- **Problem requirements**
Find the line in the entries below that contains "set of triconnected". Repeat it exactly, and every line after it through the line that contains "partners.extend((a + 1..internal.n).filter(|&b|".

- **Supplied material**
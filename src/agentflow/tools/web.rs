//! Web search tool.
//!
//! The search backend is abstracted behind [`SearchProvider`] so that real
//! providers (Tavily, SerpAPI, DuckDuckGo, ...) can be plugged in without
//! touching the tool.  [`MockSearchProvider`] produces deterministic results
//! for development and tests.

use crate::agentflow::tools::{
    Tool, ToolDefinition, ToolError, ToolParameter, ToolParameterType, ToolResult,
};
use async_trait::async_trait;
use serde_json::{json, Value};
use std::sync::Arc;

/// A single search hit.
#[derive(Debug, Clone)]
pub struct SearchHit {
    pub title: String,
    pub url: String,
    pub snippet: String,
}

/// Pluggable search backend.
#[async_trait]
pub trait SearchProvider: Send + Sync {
    /// Execute a search, returning up to `max_results` hits.
    async fn search(&self, query: &str, max_results: usize) -> Result<Vec<SearchHit>, ToolError>;

    /// Provider name for identification.
    fn name(&self) -> &str;
}

/// Deterministic provider for development and tests.
pub struct MockSearchProvider;

#[async_trait]
impl SearchProvider for MockSearchProvider {
    async fn search(&self, query: &str, max_results: usize) -> Result<Vec<SearchHit>, ToolError> {
        let count = max_results.min(3);
        Ok((1..=count)
            .map(|i| SearchHit {
                title: format!("Result {} for '{}'", i, query),
                url: format!("https://example.com/search/{}", i),
                snippet: format!("Mock search result {} matching query: {}", i, query),
            })
            .collect())
    }

    fn name(&self) -> &str {
        "mock"
    }
}

/// Web search tool over a [`SearchProvider`].
pub struct WebSearchTool {
    provider: Arc<dyn SearchProvider>,
}

impl WebSearchTool {
    pub fn new(provider: Arc<dyn SearchProvider>) -> Self {
        Self { provider }
    }
}

#[async_trait]
impl Tool for WebSearchTool {
    fn definition(&self) -> ToolDefinition {
        ToolDefinition::new(
            "web_search",
            "Search the web for current information. Returns a list of results \
             with title, URL, and snippet.",
        )
        .with_parameter(ToolParameter::new(
            "query",
            ToolParameterType::String,
            "Search query string",
        ))
        .with_parameter(
            ToolParameter::new(
                "max_results",
                ToolParameterType::Integer,
                "Maximum number of results to return",
            )
            .optional()
            .with_default(json!(5)),
        )
    }

    async fn execute(&self, args: Value) -> Result<ToolResult, ToolError> {
        let query = args
            .get("query")
            .and_then(|v| v.as_str())
            .ok_or_else(|| ToolError::InvalidArguments(String::from("query is required")))?;
        let max_results = args
            .get("max_results")
            .and_then(|v| v.as_u64())
            .unwrap_or(5) as usize;

        log::info!(
            "web_search via provider '{}': {}",
            self.provider.name(),
            query
        );
        let hits = self.provider.search(query, max_results).await?;

        let results: Vec<Value> = hits
            .iter()
            .map(|hit| {
                json!({
                    "title": hit.title,
                    "url": hit.url,
                    "snippet": hit.snippet,
                })
            })
            .collect();

        Ok(ToolResult::success(json!({
            "query": query,
            "provider": self.provider.name(),
            "results": results,
        })))
    }
}

#[cfg(test)]
mod tests {
    use super::*;

    #[tokio::test]
    async fn test_mock_search_results() {
        let tool = WebSearchTool::new(Arc::new(MockSearchProvider));
        let result = tool
            .execute(json!({"query": "rust async", "max_results": 2}))
            .await
            .unwrap();

        assert!(result.success);
        assert_eq!(result.output["query"], "rust async");
        assert_eq!(result.output["results"].as_array().unwrap().len(), 2);
    }

    #[tokio::test]
    async fn test_missing_query_is_invalid() {
        let tool = WebSearchTool::new(Arc::new(MockSearchProvider));
        let err = tool.execute(json!({})).await.unwrap_err();
        assert!(matches!(err, ToolError::InvalidArguments(_)));
    }
}
use tracing::{debug, trace};

use crate::{
    DecompositionOptions, Graph,
    block_cut::check_biconnected,
    error::{Precondition, Result},
    graph_internal::GraphInternal,
    triconnected_blocks::{
        fragment::{Fragment, separation_partners},
        handle_duplicate_edges::handle_duplicate_edges,
        help_graph::HelpGraph,
        outside_structures::{Component, SplitComponentType, SplitComponents},
    },
    types::{EdgeId, VertexId},
};

pub(crate) fn check_reference<V>(graph: &Graph<V>, reference: EdgeId) -> Result<()> {
    if !graph.contains_edge(reference) {
        return Err(Precondition::ReferenceEdgeMissing(reference).into());
    }
    Ok(())
}

/// Recursively splits the fragments at separation pairs until every fragment
/// is a bond, a cycle or triconnected.
fn find_components(help: &mut HelpGraph, edges: Vec<usize>) -> Vec<Component> {
    let mut split_components = Vec::new();

    let fragment = Fragment::new(help, edges);
    if fragment.vertices.len() == 2 {
        // a single edge stays a Q node, two or more form one bond
        if fragment.edges.len() >= 2 {
            split_components.push(Component::new(
                SplitComponentType::Parallel,
                fragment.edges,
            ));
        }
        return split_components;
    }

    let mut work = vec![fragment.edges];
    while let Some(edges) = work.pop() {
        let edges = handle_duplicate_edges(help, edges, &mut split_components);
        let fragment = Fragment::new(help, edges);

        if fragment.is_cycle() {
            split_components.push(Component::new(SplitComponentType::Series, fragment.edges));
            continue;
        }

        match fragment.find_separation_pair() {
            None => {
                split_components.push(Component::new(SplitComponentType::Rigid, fragment.edges));
            }
            Some((a, b)) => {
                let (s, t) = (fragment.vertices[a], fragment.vertices[b]);
                let (mut first, mut second) = fragment.split(a, b);
                let evirt = help.new_virtual_edge(s, t);
                trace!(
                    s,
                    t,
                    first = first.len(),
                    second = second.len(),
                    "split at separation pair"
                );

                first.push(evirt);
                second.push(evirt);
                work.push(second);
                work.push(first);
            }
        }
    }

    split_components
}

/// Decomposes the non-suppressed edges of the overlay.
pub(crate) fn decompose(
    mut help: HelpGraph,
    reference: EdgeId,
    options: &DecompositionOptions,
) -> Result<SplitComponents> {
    let active = help.active_real_edges();
    let raw = find_components(&mut help, active);

    let mut split_components = SplitComponents::from_raw(&help, raw, reference);
    if options.canonicalize {
        split_components.canonicalize();
    }
    if options.verify {
        split_components.verify()?;
    }

    let (s, p, r) = split_components.type_counts();
    debug!(
        series = s,
        parallel = p,
        rigid = r,
        virtual_edges = split_components.virtual_edges.len(),
        "split components ready"
    );

    Ok(split_components)
}

/// Computes the split components of a biconnected multigraph.
///
/// The graph must contain `reference`, have no self-loops, at least two
/// vertices, and be biconnected; otherwise [`Error::NotApplicable`] is
/// returned. A graph with a single edge yields no components at all, a graph
/// with two vertices and several edges a single Parallel component.
///
/// Separation pairs are taken in lexicographic order of vertex indices.
/// With `options.canonicalize` the result is the unique set of triconnected
/// components; with `options.verify` the result is checked before it is
/// returned.
///
/// [`Error::NotApplicable`]: crate::Error::NotApplicable
pub fn get_split_components<V>(
    graph: &Graph<V>,
    reference: EdgeId,
    options: &DecompositionOptions,
) -> Result<SplitComponents> {
    check_reference(graph, reference)?;
    if let Some(e) = graph.first_self_loop() {
        return Err(Precondition::SelfLoop(e).into());
    }
    check_biconnected(graph)?;

    decompose(HelpGraph::new(graph), reference, options)
}

/// Lists all split pairs of a biconnected graph: pairs of vertices whose
/// removal disconnects the graph, and pairs joined by two or more edges.
///
/// Pairs are ordered, smaller vertex first, and sorted.
pub fn separation_pairs<V>(graph: &Graph<V>) -> Result<Vec<(VertexId, VertexId)>> {
    check_biconnected(graph)?;

    let internal = GraphInternal::from_graph(graph);
    let mut pairs = Vec::new();

    for a in 0..internal.n {
        let mut partners = separation_partners(&internal, a);

        let mut multiplicity = vec![0usize; internal.n];
        for &eid in &internal.adj[a] {
            let b = internal.get_other_vertex(eid, a);
            if b > a {
                multiplicity[b] += 1;
            }
        }
        partners.extend((a + 1..internal.n).filter(|&b| multiplicity[b] > 1));

        radsort::sort(&mut partners);
        partners.dedup();
        pairs.extend(
            partners
                .into_iter()
                .map(|b| (VertexId::new(a), VertexId::new(b))),
        );
    }

    Ok(pairs)
}
use crate::types::EdgeId;

/// Type of a node of the SPQR tree.
///
/// - `Q`: a single real edge, only used for the graph that is one edge
/// - `S`: a cycle
/// - `P`: a bond
/// - `R`: a triconnected skeleton
#[derive(Debug, Clone, Copy, PartialEq, Eq, Hash)]
pub enum NodeType {
    Q,
    S,
    P,
    R,
}

impl std::fmt::Display for NodeType {
    fn fmt(&self, f: &mut std::fmt::Formatter<'_>) -> std::fmt::Result {
        match self {
            NodeType::Q => write!(f, "Q"),
            NodeType::S => write!(f, "S"),
            NodeType::P => write!(f, "P"),
            NodeType::R => write!(f, "R"),
        }
    }
}

/// Node of a rooted SPQR tree.
///
/// - `component`: index into [`SplitComponents::components`](crate::triconnected_blocks::outside_structures::SplitComponents), `None` for a Q node.
/// - `edges`: real edges of the skeleton.
/// - `virtual_edges`: virtual edges of the skeleton, each shared with exactly one neighbouring node.
/// - `parent_edge`: the virtual edge shared with `parent`.
#[derive(Debug, Clone, PartialEq, Eq)]
pub struct TreeNode {
    pub node_type: NodeType,
    pub component: Option<usize>,
    pub edges: Vec<EdgeId>,
    pub virtual_edges: Vec<usize>,
    pub parent: Option<usize>,
    pub children: Vec<usize>,
    pub parent_edge: Option<usize>,
}

impl TreeNode {
    pub fn is_root(&self) -> bool {
        self.parent.is_none()
    }

    pub fn is_leaf(&self) -> bool {
        self.children.is_empty()
    }
}
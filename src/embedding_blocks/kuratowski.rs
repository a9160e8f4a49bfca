use hashbrown::HashMap;
use tracing::debug;

use crate::{embedding_blocks::faces::is_planar_internal, graph_internal::GraphInternal};

/// The two minimal non-planar graphs.
#[derive(Debug, Clone, Copy, PartialEq, Eq, Hash)]
pub enum KuratowskiKind {
    K5,
    K33,
}

impl std::fmt::Display for KuratowskiKind {
    fn fmt(&self, f: &mut std::fmt::Formatter<'_>) -> std::fmt::Result {
        match self {
            KuratowskiKind::K5 => write!(f, "K5"),
            KuratowskiKind::K33 => write!(f, "K3,3"),
        }
    }
}

/// Path between two branch vertices through vertices of degree two.
#[derive(Debug, Clone)]
struct BranchPath {
    from: usize,
    edges: Vec<usize>,
}

/// A subdivision of K5 or K3,3 inside a simple graph, split into a cycle
/// through all branch vertices and the branch paths off that cycle.
#[derive(Debug, Clone)]
pub(crate) struct KuratowskiSubgraph {
    pub kind: KuratowskiKind,
    pub edges: Vec<usize>,
    pub branch_vertices: Vec<usize>,
    pub cycle: (usize, Vec<usize>),
    pub segments: Vec<(usize, Vec<usize>)>,
}

/// Given a non-planar graph, extracts its Kuratowski subgraph by dropping every
/// edge whose removal keeps the graph non-planar. Works in O(m) planarity tests.
pub(crate) fn get_counterexample(g: &GraphInternal) -> Option<KuratowskiSubgraph> {
    let mut keep = vec![true; g.m()];

    let kept_graph = |keep: &[bool]| {
        let mut sub = GraphInternal::new(g.n);
        for (eid, &(s, t)) in g.edges.iter().enumerate() {
            if keep[eid] {
                sub.new_edge(s, t);
            }
        }
        sub
    };

    if is_planar_internal(g) {
        return None;
    }
    for eid in 0..g.m() {
        keep[eid] = false;
        if is_planar_internal(&kept_graph(&keep)) {
            keep[eid] = true;
        }
    }

    let edges: Vec<usize> = (0..g.m()).filter(|&eid| keep[eid]).collect();
    let mut adj = vec![Vec::new(); g.n];
    for &eid in &edges {
        let (s, t) = g.edges[eid];
        adj[s].push(eid);
        adj[t].push(eid);
    }

    let branch_vertices: Vec<usize> = (0..g.n).filter(|&v| adj[v].len() >= 3).collect();
    let kind = match (branch_vertices.len(), adj.iter().map(Vec::len).max()) {
        (5, Some(4)) => KuratowskiKind::K5,
        (6, Some(3)) => KuratowskiKind::K33,
        _ => return None,
    };

    // branch paths, keyed by their (smaller, larger) ends
    let mut paths: HashMap<(usize, usize), BranchPath> = HashMap::new();
    for &b in &branch_vertices {
        for &first in &adj[b] {
            let mut edges = vec![first];
            let mut at = g.get_other_vertex(first, b);
            while adj[at].len() == 2 {
                let last = edges[edges.len() - 1];
                let next = if adj[at][0] == last { adj[at][1] } else { adj[at][0] };
                edges.push(next);
                at = g.get_other_vertex(next, at);
            }
            if b < at {
                paths.insert((b, at), BranchPath { from: b, edges });
            }
        }
    }

    // walk of the branch path from `x` to `y`
    let walk = |x: usize, y: usize| -> Option<Vec<usize>> {
        let path = paths.get(&(x.min(y), x.max(y)))?;
        let mut edges = path.edges.clone();
        if path.from != x {
            edges.reverse();
        }
        Some(edges)
    };

    let b = &branch_vertices;
    let (cycle_order, chords): (Vec<usize>, Vec<(usize, usize)>) = match kind {
        KuratowskiKind::K5 => (
            b.clone(),
            vec![(b[0], b[2]), (b[0], b[3]), (b[1], b[3]), (b[1], b[4]), (b[2], b[4])],
        ),
        KuratowskiKind::K33 => {
            let (left, right): (Vec<usize>, Vec<usize>) = b
                .iter()
                .partition(|&&v| v == b[0] || !paths.contains_key(&(b[0].min(v), b[0].max(v))));
            if left.len() != 3 || right.len() != 3 {
                return None;
            }
            (
                vec![left[0], right[0], left[1], right[1], left[2], right[2]],
                vec![(left[0], right[1]), (left[1], right[2]), (left[2], right[0])],
            )
        }
    };

    let mut cycle = Vec::new();
    for i in 0..cycle_order.len() {
        cycle.extend(walk(cycle_order[i], cycle_order[(i + 1) % cycle_order.len()])?);
    }
    let segments = chords
        .into_iter()
        .map(|(x, y)| walk(x, y).map(|edges| (x, edges)))
        .collect::<Option<Vec<_>>>()?;

    debug!(%kind, edges = edges.len(), "extracted Kuratowski subgraph");

    Some(KuratowskiSubgraph {
        kind,
        edges,
        cycle: (cycle_order[0], cycle),
        branch_vertices,
        segments,
    })
}
use crate::{Graph, types::VertexId};

/// Enumerates all simple graphs on `n` labelled vertices, one per edge mask.
pub(crate) struct GraphEnumeratorState {
    pub n: usize,
    pub mask: usize,
    pub last_mask: usize,
}

impl GraphEnumeratorState {
    pub fn new(n: usize) -> Self {
        Self {
            n,
            mask: 0,
            last_mask: 1 << (n * (n - 1) / 2),
        }
    }
}

impl Iterator for GraphEnumeratorState {
    type Item = Graph;

    fn next(&mut self) -> Option<Self::Item> {
        if self.mask == self.last_mask {
            return None;
        }

        let mut graph = Graph::new();
        for i in 0..self.n {
            graph.add_vertex(i as u32);
        }

        let mut check = 0;
        for i in 0..self.n {
            for j in (i + 1)..self.n {
                if self.mask & (1 << check) != 0 {
                    graph
                        .add_edge(VertexId::new(i), VertexId::new(j))
                        .expect("vertices exist");
                }
                check += 1;
            }
        }

        self.mask += 1;
        Some(graph)
    }
}

#[cfg(test)]
mod tests {
    use super::*;

    #[test]
    fn test_enumerates_every_mask() {
        let graphs: Vec<Graph> = GraphEnumeratorState::new(3).collect();
        assert_eq!(graphs.len(), 8);
        assert_eq!(graphs[0].edge_count(), 0);
        assert_eq!(graphs[7].edge_count(), 3);
    }
}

- **Result of this exercise**
/// With `options.canonicalize` the result is the unique set of triconnected
/// components; with `options.verify` the result is checked before it is
/// returned.
///
/// [`Error::NotApplicable`]: crate::Error::NotApplicable
pub fn get_split_components<V>(
    graph: &Graph<V>,
    reference: EdgeId,
    options: &DecompositionOptions,
) -> Result<SplitComponents> {
    check_reference(graph, reference)?;
    if let Some(e) = graph.first_self_loop() {
        return Err(Precondition::SelfLoop(e).into());
    }
    check_biconnected(graph)?;

    decompose(HelpGraph::new(graph), reference, options)
}

/// Lists all split pairs of a biconnected graph: pairs of vertices whose
/// removal disconnects the graph, and pairs joined by two or more edges.
///
/// Pairs are ordered, smaller vertex first, and sorted.
pub fn separation_pairs<V>(graph: &Graph<V>) -> Result<Vec<(VertexId, VertexId)>> {
    check_biconnected(graph)?;

    let internal = GraphInternal::from_graph(graph);
    let mut pairs = Vec::new();

    for a in 0..internal.n {
        let mut partners = separation_partners(&internal, a);

        let mut multiplicity = vec![0usize; internal.n];
        for &eid in &internal.adj[a] {
            let b = internal.get_other_vertex(eid, a);
            if b > a {
                multiplicity[b] += 1;
            }
        }
        partners.extend((a + 1..internal.n).filter(|&b| multiplicity[b] > 1));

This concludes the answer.